Gagak Item was released in late 1939 and was screened in Batavia (now Jakarta), the capital of the Indies; Medan, Northern Sumatra; and Surabaya, Eastern Java. Some screenings of the film, also advertised under the Dutch title De Zwarte Raaf, had Dutch-language subtitles. (Note: At the time the Indies was a colony of the Netherlands. Dutch audiences would sometimes watch local films.) A novelisation of the film, published by the Yogyakarta-based Kolff-Buning, soon followed. Gagak Item was one of four domestic productions released in 1939; the film industry had undergone a significant downturn following the onset of the Great Depression, during which time cinemas mainly showed Hollywood productions, and had only begun recovering following the release of Terang Boelan.

Gagak Item was a commercial and critical success, although not as much as Tan's earlier production. An anonymous review in Bataviaasch Nieuwsblad praised the film, especially its music. The reviewer opined that the film would be a great success and that the film industry in the Indies was showing promising developments. Another review in the same paper found that, although "one may shake one's head over the cultural value of indigenous films", (Note: Original: "Al mag men dan het hoofd schudden over de cultureele waarde van de Inheemsche film op het huidige tijdstip, ...") the film was a step forward for the industry. The review praised Roekiah's "demure" (Note: Original: "ingetogen") acting.

Following the success of Gagak Item the Wongs, Saeroen, Roekiah, and Mochtar continued to work with Tan's Film. Their next production, Siti Akbari (1940), was similarly successful, although again not as profitable as Terang Boelan or Fatima. Saeroen, Joshua Wong, and Mochtar left the company in 1940: Wong and Mochtar after payment disputes, and Saeroen to return to journalism. Through 1941 Tan's Film produced fewer movies than its competitors, and was ultimately shut down following the Japanese occupation in early 1942.

Gagak Item was screened as late as January 1951. The film is likely lost.
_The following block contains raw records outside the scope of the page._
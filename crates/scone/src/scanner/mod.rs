use std::collections::HashMap;
use std::fmt;

use lazy_static::lazy_static;
use thiserror::Error;

use crate::program::{ProgramContext, TokenDebug};
use crate::source::{SourceManager, SourceRange};

#[cfg(test)]
mod scanner_tests;

/// Every lexeme class the parser can see. Fieldless so tokens stay `Copy`;
/// the spelling is recovered by slicing the source with the token's range.
#[derive(Debug, Clone, Copy, PartialEq, Eq, Hash)]
pub enum TokenKind {
    // punctuators
    LParen,
    RParen,
    LBracket,
    RBracket,
    LBrace,
    RBrace,
    Semicolon,
    Comma,
    Colon,
    Question,
    Dot,
    Arrow,
    Ellipsis,
    Increment,
    Decrement,
    Plus,
    Minus,
    Star,
    Slash,
    Percent,
    Bang,
    Tilde,
    BitAnd,
    BitOr,
    Xor,
    And,
    Or,
    LShift,
    RShift,
    Lt,
    Gt,
    Leq,
    Geq,
    Eq,
    Neq,
    Assign,
    MultAssign,
    DivAssign,
    ModAssign,
    AddAssign,
    SubAssign,
    LShiftAssign,
    RShiftAssign,
    AndAssign,
    XorAssign,
    OrAssign,

    // keywords
    Auto,
    Break,
    Case,
    Char,
    Const,
    Continue,
    Default,
    Do,
    Double,
    Else,
    Enum,
    Extern,
    Float,
    For,
    Goto,
    If,
    Inline,
    Int,
    Long,
    Register,
    Restrict,
    Return,
    Short,
    Signed,
    Sizeof,
    Static,
    Struct,
    Switch,
    Typedef,
    Union,
    Unsigned,
    Void,
    Volatile,
    While,
    Alignas,
    Alignof,
    Atomic,
    Bool,
    Complex,
    Generic,
    Imaginary,
    Noreturn,
    StaticAssert,
    ThreadLocal,

    // MS/GNU extensions, tolerated as ordinary tokens
    Stdcall,
    Declspec,
    Attribute,
    VectorM128,
    VectorM128d,
    VectorM128i,

    // literals and everything else
    Identifier,
    IntegerConstant,
    OctIntegerConstant,
    HexIntegerConstant,
    FloatConstant,
    CharConstant,
    StringConstant,
    EncodingPrefix,
    Eof,
}
// initializer-list:
//   designation? initializer
//   initializer-list ',' designation? initializer

fn parser_initializer_list(parser: &mut ParserContext, begin: TokenIndex, end: TokenIndex) -> ParserResult {
    // designator:
    //   '[' constant-expression ']' -> ^(ArraySubscripting constant-expression)
    //   '.' identifier              -> ^(MemberAccess identifier)
    fn designator(parser: &mut ParserContext, begin: TokenIndex, end: TokenIndex) -> ParserResult {
        if begin != end {
            if parser.kind(begin) == TokenKind::LBracket {
                let subscript = parser_parens(parser_constant_expression, TokenKind::LBracket, TokenKind::RBracket)
                    .parse(parser, begin, end);

                let mut designator = ParserState::Success(Some(Box::new(SyntaxTree::with_type(NodeType::ArraySubscripting))));
                add_state(&mut designator, subscript.state);

                return ParserResult::new(subscript.next, designator);
            } else if parser.kind(begin) == TokenKind::Dot {
                let identifier = parser_identifier(parser, begin + 1, end);

                let mut designator = ParserState::Success(Some(Box::new(SyntaxTree::with_type(NodeType::MemberAccess))));
                add_state(
                    &mut designator,
                    giveup_to_expected(parser, identifier.state, Some("identifier for designator")),
                );

                return ParserResult::new(identifier.next, designator);
            }
        }

        ParserResult::new(end, make_error(ParserStatus::GiveUp, begin, "designator"))
    }

    // designation:
    //   designator+ '='
    fn designation(parser: &mut ParserContext, begin: TokenIndex, end: TokenIndex) -> ParserResult {
        if begin != end {
            let mut state = ParserState::Success(Some(Box::new(SyntaxTree::with_type(NodeType::Designation))));

            let first = designator(parser, begin, end);
            let mut it = first.next;

            if !is_giveup(&first.state) {
                add_state(&mut state, giveup_to_expected(parser, first.state, Some("designator")));

                while it != end && parser.kind(it) != TokenKind::Assign {
                    let next = designator(parser, it, end);

                    if is_giveup(&next.state) {
                        // missing assignment operator
                        add_error(
                            &mut state,
                            ParserError::new(ParserStatus::Error, it, "expected assignment operator for designator"),
                        );
                        break;
                    }

                    add_state(&mut state, giveup_to_expected(parser, next.state, Some("designator")));
                    it = next.next;
                }

                if it != end && parser.kind(it) == TokenKind::Assign {
                    return ParserResult::new(it + 1, state);
                } else {
                    return ParserResult::new(it, state);
                }
            }
        }

        ParserResult::new(end, make_error(ParserStatus::GiveUp, begin, "designation"))
    }

    // designation? initializer
    fn init_list_element(parser: &mut ParserContext, begin: TokenIndex, end: TokenIndex) -> ParserResult {
        if begin != end {
            let mut element = ParserState::Success(None);
            let designation_result = designation(parser, begin, end);
            let it;

            if !is_giveup(&designation_result.state) {
                let initializer = parser_initializer(parser, designation_result.next, end);

                add_state(&mut element, designation_result.state);
                add_state(&mut element, giveup_to_expected(parser, initializer.state, Some("initializer")));
                it = initializer.next;
            } else {
                let initializer = parser_initializer(parser, begin, end);
                add_state(&mut element, initializer.state);
                it = initializer.next;
            }

            return ParserResult::new(it, element);
        }

        ParserResult::new(end, make_error(ParserStatus::GiveUp, begin, "initializer list"))
    }

    let result = parser_list_of(init_list_element, true).parse(parser, begin, end);

    if !is_giveup(&result.state) {
        let mut init_list = ParserState::Success(Some(Box::new(SyntaxTree::with_type(NodeType::InitializerList))));
        add_state(&mut init_list, result.state);

        return ParserResult::new(result.next, init_list);
    }

    ParserResult::new(end, make_error(ParserStatus::GiveUp, begin, "initializer list"))
}
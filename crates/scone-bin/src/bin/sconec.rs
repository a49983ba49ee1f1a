use std::env;
use std::io::{self, Write};
use std::process::ExitCode;

use anyhow::{bail, Context, Result};

use scone::parser::SyntaxTree;
use scone::program::{Options, ProgramContext};
use scone::scanner::TokenStream;
use scone::source::SourceManager;

const USAGE: &str = "usage: sconec <file.c> [--pedantic] [--pedantic-errors] [--dump-ast]";

struct Args {
    filepath: String,
    opts: Options,
    dump_ast: bool,
}

fn parse_args() -> Result<Args> {
    let mut filepath = None;
    let mut opts = Options::default();
    let mut dump_ast = false;

    for arg in env::args().skip(1) {
        match arg.as_str() {
            "--pedantic" => opts.pedantic = true,
            "--pedantic-errors" => {
                opts.pedantic = true;
                opts.pedantic_errors = true;
            }
            "--dump-ast" => dump_ast = true,
            other if other.starts_with('-') => bail!("unknown option '{}'\n{}", other, USAGE),
            other => {
                if filepath.replace(other.to_string()).is_some() {
                    bail!("more than one input file\n{}", USAGE);
                }
            }
        }
    }

    match filepath {
        Some(filepath) => Ok(Args { filepath, opts, dump_ast }),
        None => bail!("no input file\n{}", USAGE),
    }
}

fn run() -> Result<bool> {
    let args = parse_args()?;

    let source = SourceManager::from_path(&args.filepath)
        .with_context(|| format!("cannot read '{}'", args.filepath))?;

    let mut program = ProgramContext::new(args.opts);
    let tokens = TokenStream::tokenize(&mut program, &source);
    let tree = SyntaxTree::parse(&mut program, &tokens);

    program.write_reports(&mut io::stderr().lock())?;

    if let Some(tree) = &tree {
        if args.dump_ast {
            io::stdout().lock().write_all(tree.dump(&source).as_bytes())?;
        }
    }

    Ok(tree.is_some() && !program.has_errors())
}

fn main() -> ExitCode {
    match run() {
        Ok(true) => ExitCode::SUCCESS,
        Ok(false) => ExitCode::FAILURE,
        Err(error) => {
            eprintln!("sconec: {:#}", error);
            ExitCode::FAILURE
        }
    }
}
In common with the rest of the world, movies in the Indies were then shot using highly flammable nitrate film, and after a fire destroyed much of Produksi Film Negara's warehouse in 1952, old Indies films shot on nitrate were deliberately destroyed. The American visual anthropologist Karl G. Heider writes that all Indonesian films from before 1950 are lost. However, JB Kristanto's Katalog Film Indonesia (Indonesian Film Catalogue) records several as having survived at Sinematek Indonesia's archives, and film historian Misbach Yusa Biran writes that several Japanese propaganda films have survived at the Netherlands Government Information Service.